Psychology Today published an interesting article about the aspects of creative thinking that we’re not usually taught in school. The overall point is that creativity is not some magical fairly dust sprinkled on a few special people who can create artistic masterpieces or brilliant inventions on the first try. It’s actually a lot of repetition, work, and practice, along with plenty of ambiguity, frustration, and failure. But realizing this is inspiring and gives hope. It means that if you believe you are creative, and you’re willing to put the work into it, you can be creative.

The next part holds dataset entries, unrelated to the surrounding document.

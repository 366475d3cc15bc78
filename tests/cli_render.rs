//! CLI integration tests for `pxm render`, `pxm paint` and `pxm show`.
//!
//! Every run pins its settings with `--config tests/fixtures/pxm.toml`
//! (10px cells, 1px gaps at 100% zoom), so a 3x3 grid renders at 32x32.

use image::Rgba;
use std::path::{Path, PathBuf};
use std::process::Command;

const SETTINGS: &str = "tests/fixtures/pxm.toml";
const SCENARIO: &str = "tests/fixtures/scenario.json";

const RED: Rgba<u8> = Rgba([255, 0, 0, 255]);
const BLUE: Rgba<u8> = Rgba([0, 0, 255, 255]);
const GREEN: Rgba<u8> = Rgba([0, 255, 0, 255]);
const WHITE: Rgba<u8> = Rgba([255, 255, 255, 255]);
const INACTIVE: Rgba<u8> = Rgba([0xf5, 0xf5, 0xf5, 255]);
const GAP: Rgba<u8> = Rgba([0xd0, 0xd0, 0xd0, 255]);

/// Get the path to the pxm binary.
fn pxm_binary() -> PathBuf {
    let release = Path::new("target/release/pxm");
    if release.exists() {
        return release.to_path_buf();
    }
    let debug = Path::new("target/debug/pxm");
    if debug.exists() {
        return debug.to_path_buf();
    }
    panic!("pxm binary not found. Run 'cargo build' first.");
}

/// Run pxm with the fixture settings and return (stdout, stderr, exit code).
fn run_pxm(args: &[&str]) -> (String, String, i32) {
    let output = Command::new(pxm_binary())
        .args(["--config", SETTINGS])
        .args(args)
        .output()
        .expect("Failed to execute pxm");
    let stdout = String::from_utf8_lossy(&output.stdout).to_string();
    let stderr = String::from_utf8_lossy(&output.stderr).to_string();
    (stdout, stderr, output.status.code().unwrap_or(-1))
}

/// Pixel at the top-left corner of cell `(row, col)`.
fn cell_pixel(image: &image::RgbaImage, row: u32, col: u32) -> Rgba<u8> {
    *image.get_pixel(col * 11, row * 11)
}

fn open(path: &Path) -> image::RgbaImage {
    image::open(path).expect("output should be a readable PNG").to_rgba8()
}

// ============================================================================
// render
// ============================================================================

#[test]
fn test_render_edit_view() {
    let dir = tempfile::TempDir::new().unwrap();
    let out = dir.path().join("edit.png");

    let (stdout, stderr, code) = run_pxm(&["render", SCENARIO, "-o", out.to_str().unwrap()]);
    assert_eq!(code, 0, "stderr: {}", stderr);
    assert!(stdout.contains("Saved:"));

    let image = open(&out);
    assert_eq!(image.dimensions(), (32, 32));
    assert_eq!(cell_pixel(&image, 0, 0), WHITE);
    assert_eq!(cell_pixel(&image, 1, 1), INACTIVE);
    assert_eq!(*image.get_pixel(10, 0), GAP);
}

#[test]
fn test_render_preview() {
    let dir = tempfile::TempDir::new().unwrap();
    let out = dir.path().join("preview.png");

    let (_, stderr, code) =
        run_pxm(&["render", SCENARIO, "--preview", "-o", out.to_str().unwrap()]);
    assert_eq!(code, 0, "stderr: {}", stderr);

    let image = open(&out);
    assert_eq!(cell_pixel(&image, 0, 0), RED);
    assert_eq!(cell_pixel(&image, 0, 2), BLUE);
    assert_eq!(cell_pixel(&image, 2, 0), GREEN);
    assert_eq!(cell_pixel(&image, 1, 1), INACTIVE);
}

#[test]
fn test_render_pixel_size_and_zoom() {
    let dir = tempfile::TempDir::new().unwrap();
    let out = dir.path().join("big.png");

    let (_, stderr, code) = run_pxm(&[
        "render", SCENARIO, "--pixel-size", "4", "--zoom", "2", "-o", out.to_str().unwrap(),
    ]);
    assert_eq!(code, 0, "stderr: {}", stderr);
    // 8px cells, 2px gaps
    assert_eq!(open(&out).dimensions(), (28, 28));
}

#[test]
fn test_render_into_directory_uses_default_name() {
    let dir = tempfile::TempDir::new().unwrap();
    let target = format!("{}/", dir.path().join("exports").display());

    let (_, stderr, code) = run_pxm(&["render", SCENARIO, "-o", &target]);
    assert_eq!(code, 0, "stderr: {}", stderr);
    assert!(dir.path().join("exports").join("pixel-matrix.png").exists());
}

#[test]
fn test_render_missing_field_reports_fixed_message() {
    let dir = tempfile::TempDir::new().unwrap();
    let out = dir.path().join("never.png");

    let (_, stderr, code) =
        run_pxm(&["render", "tests/fixtures/missing_field.json", "-o", out.to_str().unwrap()]);
    assert_eq!(code, 1);
    assert!(stderr.contains("configuration must contain numColorMap, borderColorMap and matrix fields"));
    assert!(!out.exists());
}

#[test]
fn test_render_ragged_matrix_is_rejected() {
    let (_, stderr, code) = run_pxm(&["render", "tests/fixtures/ragged.json", "-o", "/dev/null"]);
    assert_eq!(code, 1);
    assert!(stderr.contains("row 1"), "stderr: {}", stderr);
}

#[test]
fn test_render_nonexistent_input() {
    let (_, stderr, code) = run_pxm(&["render", "tests/fixtures/nope.json"]);
    assert_eq!(code, 2);
    assert!(stderr.contains("Cannot open input file"));
}

#[test]
fn test_render_bad_color_lenient_and_strict() {
    let dir = tempfile::TempDir::new().unwrap();
    let out = dir.path().join("bad.png");

    let (_, stderr, code) = run_pxm(&[
        "render", "tests/fixtures/bad_color.json", "--preview", "-o", out.to_str().unwrap(),
    ]);
    assert_eq!(code, 0);
    assert!(stderr.contains("not-a-color"));
    assert_eq!(cell_pixel(&open(&out), 0, 0), Rgba([255, 0, 255, 255]));

    let strict_out = dir.path().join("strict.png");
    let (_, _, code) = run_pxm(&[
        "render",
        "tests/fixtures/bad_color.json",
        "--preview",
        "--strict",
        "-o",
        strict_out.to_str().unwrap(),
    ]);
    assert_eq!(code, 1);
    assert!(!strict_out.exists());
}

// ============================================================================
// paint
// ============================================================================

#[test]
fn test_paint_flood_then_single_cell() {
    let dir = tempfile::TempDir::new().unwrap();
    let out = dir.path().join("painted.png");

    let (_, stderr, code) = run_pxm(&[
        "paint",
        SCENARIO,
        "--color",
        "#ff0000",
        "--at",
        "0,0",
        "--at",
        "0,2",
        "-o",
        out.to_str().unwrap(),
    ]);
    assert_eq!(code, 0, "stderr: {}", stderr);
    assert!(stderr.contains("Filled 3 cell(s) from 0,0"));
    assert!(stderr.contains("Painted 0,2"));

    let image = open(&out);
    for (r, c) in [(0, 0), (0, 1), (1, 0), (0, 2)] {
        assert_eq!(cell_pixel(&image, r, c), RED, "cell ({}, {})", r, c);
    }
    for (r, c) in [(1, 2), (2, 0), (2, 1), (2, 2)] {
        assert_eq!(cell_pixel(&image, r, c), WHITE, "cell ({}, {})", r, c);
    }
    assert_eq!(cell_pixel(&image, 1, 1), INACTIVE);
}

#[test]
fn test_paint_by_key() {
    let dir = tempfile::TempDir::new().unwrap();
    let out = dir.path().join("blue.png");

    let (_, stderr, code) =
        run_pxm(&["paint", SCENARIO, "--color", "2", "--at", "1,2", "-o", out.to_str().unwrap()]);
    assert_eq!(code, 0, "stderr: {}", stderr);

    let image = open(&out);
    for r in 0..3 {
        assert_eq!(cell_pixel(&image, r, 2), BLUE, "row {}", r);
    }
    assert_eq!(cell_pixel(&image, 0, 0), WHITE);
}

#[test]
fn test_paint_out_of_bounds_is_ignored() {
    let dir = tempfile::TempDir::new().unwrap();
    let out = dir.path().join("same.png");

    let (_, stderr, code) = run_pxm(&[
        "paint", SCENARIO, "--color", "#ff0000", "--at", "5,5", "-o", out.to_str().unwrap(),
    ]);
    assert_eq!(code, 0);
    assert!(stderr.contains("ignored: OutOfBounds"));
    assert_eq!(cell_pixel(&open(&out), 0, 0), WHITE);
}

#[test]
fn test_paint_requires_coordinates() {
    let (_, _, code) = run_pxm(&["paint", SCENARIO, "--color", "#ff0000"]);
    assert_eq!(code, 2);

    let (_, _, code) = run_pxm(&["paint", SCENARIO, "--color", "#ff0000", "--at", "1"]);
    assert_eq!(code, 2);
}

// ============================================================================
// show
// ============================================================================

#[test]
fn test_show_plain_when_piped() {
    let (stdout, stderr, code) = run_pxm(&["show", SCENARIO]);
    assert_eq!(code, 0, "stderr: {}", stderr);

    // stdout is a pipe here, so the plain coordinate view is used
    assert!(!stdout.contains("\x1b["));
    assert!(stdout.contains(" 0 \u{2502}  1  1  2"));
    assert!(stdout.contains("  2 = #0000ff"));
    assert!(stdout.contains("  A = #222222 (border)"));
    assert!(stdout.contains("3 x 3 cells"));
}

On the trial-and-error involved:
All creative geniuses work passionately hard and produce incredible numbers of ideas, most of which are bad. In fact, more bad poems were written by the major poets than by minor poets. Thomas Edison created 3000 different ideas for lighting systems before he evaluated them for practicality and profitability. Wolfgang Amadeus Mozart produced more than six hundred pieces of music, including forty-one symphonies and some forty-odd operas and masses, during his short creative life. Rembrandt produced around 650 paintings and 2,000 drawings and Picasso executed more than 20,000 works. Shakespeare wrote 154 sonnets. Some were masterpieces, while others were no better than his contemporaries could have written, and some were simply bad.
From a project management perspective, it helps explain why creatives and developers cringe when a project manager asks them how many hours it will take to come up with the perfect concept or solution. They can’t really tell you how many iterations it will require. The better question is, how much time do they have to do it in?